*** Records shown ***

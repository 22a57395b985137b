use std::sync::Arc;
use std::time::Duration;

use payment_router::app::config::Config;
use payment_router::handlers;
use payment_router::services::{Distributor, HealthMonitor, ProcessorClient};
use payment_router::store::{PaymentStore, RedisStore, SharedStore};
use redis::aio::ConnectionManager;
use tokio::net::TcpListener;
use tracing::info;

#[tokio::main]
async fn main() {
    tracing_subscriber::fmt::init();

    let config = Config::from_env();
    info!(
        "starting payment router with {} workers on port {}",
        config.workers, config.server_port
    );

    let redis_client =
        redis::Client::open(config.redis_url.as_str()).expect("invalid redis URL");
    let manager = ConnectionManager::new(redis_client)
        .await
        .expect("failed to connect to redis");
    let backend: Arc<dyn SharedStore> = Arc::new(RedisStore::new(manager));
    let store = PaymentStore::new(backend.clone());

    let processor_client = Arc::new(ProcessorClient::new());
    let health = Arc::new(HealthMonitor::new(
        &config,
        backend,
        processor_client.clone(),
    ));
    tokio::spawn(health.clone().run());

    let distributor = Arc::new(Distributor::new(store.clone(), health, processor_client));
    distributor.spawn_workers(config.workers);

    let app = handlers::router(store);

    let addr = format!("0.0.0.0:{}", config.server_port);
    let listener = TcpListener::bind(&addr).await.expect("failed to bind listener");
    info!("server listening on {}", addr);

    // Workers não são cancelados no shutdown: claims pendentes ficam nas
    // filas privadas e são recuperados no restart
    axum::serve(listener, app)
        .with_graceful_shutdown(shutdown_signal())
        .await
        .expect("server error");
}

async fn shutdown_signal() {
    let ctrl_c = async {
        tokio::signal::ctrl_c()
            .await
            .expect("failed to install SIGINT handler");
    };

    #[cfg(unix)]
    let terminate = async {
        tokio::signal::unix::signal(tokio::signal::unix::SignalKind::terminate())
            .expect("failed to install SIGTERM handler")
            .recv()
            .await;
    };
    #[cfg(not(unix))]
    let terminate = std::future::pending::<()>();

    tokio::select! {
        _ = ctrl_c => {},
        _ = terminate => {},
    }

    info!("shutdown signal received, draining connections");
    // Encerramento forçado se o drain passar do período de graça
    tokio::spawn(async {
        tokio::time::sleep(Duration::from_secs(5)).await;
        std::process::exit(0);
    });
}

*** End of Records shown ***

= Exercise description =
Copy out every line of the data that includes "tokio".

= Your response =
use tokio::net::TcpListener;
#[tokio::main]
    tokio::spawn(health.clone().run());
        tokio::signal::ctrl_c()
        tokio::signal::unix::signal(tokio::signal::unix::SignalKind::terminate())
    tokio::select! {
    tokio::spawn(async {
        tokio::time::sleep(Duration::from_secs(5)).await;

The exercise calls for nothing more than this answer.